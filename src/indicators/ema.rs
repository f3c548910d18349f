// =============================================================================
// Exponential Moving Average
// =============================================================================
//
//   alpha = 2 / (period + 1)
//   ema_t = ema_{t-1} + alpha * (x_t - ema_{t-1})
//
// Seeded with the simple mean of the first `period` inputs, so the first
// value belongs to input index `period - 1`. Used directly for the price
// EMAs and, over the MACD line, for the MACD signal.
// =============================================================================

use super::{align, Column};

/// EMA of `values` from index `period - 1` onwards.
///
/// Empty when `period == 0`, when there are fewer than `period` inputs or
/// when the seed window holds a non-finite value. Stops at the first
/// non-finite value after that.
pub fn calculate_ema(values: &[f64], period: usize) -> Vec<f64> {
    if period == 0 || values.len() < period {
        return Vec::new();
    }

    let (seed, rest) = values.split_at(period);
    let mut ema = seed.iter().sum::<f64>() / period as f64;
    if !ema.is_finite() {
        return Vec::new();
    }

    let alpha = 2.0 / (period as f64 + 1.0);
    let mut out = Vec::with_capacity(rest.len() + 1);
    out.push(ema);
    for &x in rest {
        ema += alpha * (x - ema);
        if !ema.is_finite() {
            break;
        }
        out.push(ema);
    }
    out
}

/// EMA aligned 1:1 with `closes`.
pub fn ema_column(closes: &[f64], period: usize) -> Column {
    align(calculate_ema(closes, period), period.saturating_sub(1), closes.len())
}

Task item:
Set down exactly, and only, the lines from the one with "so the first" to the final line of the data.

Your solution:
// Seeded with the simple mean of the first `period` inputs, so the first
// value belongs to input index `period - 1`. Used directly for the price
// EMAs and, over the MACD line, for the MACD signal.
// =============================================================================

use super::{align, Column};

/// EMA of `values` from index `period - 1` onwards.
///
/// Empty when `period == 0`, when there are fewer than `period` inputs or
/// when the seed window holds a non-finite value. Stops at the first
/// non-finite value after that.
pub fn calculate_ema(values: &[f64], period: usize) -> Vec<f64> {
    if period == 0 || values.len() < period {
        return Vec::new();
    }

    let (seed, rest) = values.split_at(period);
    let mut ema = seed.iter().sum::<f64>() / period as f64;
    if !ema.is_finite() {
        return Vec::new();
    }

    let alpha = 2.0 / (period as f64 + 1.0);
    let mut out = Vec::with_capacity(rest.len() + 1);
    out.push(ema);
    for &x in rest {
        ema += alpha * (x - ema);
        if !ema.is_finite() {
            break;
        }
        out.push(ema);
    }
    out
}

/// EMA aligned 1:1 with `closes`.
pub fn ema_column(closes: &[f64], period: usize) -> Column {
    align(calculate_ema(closes, period), period.saturating_sub(1), closes.len())
}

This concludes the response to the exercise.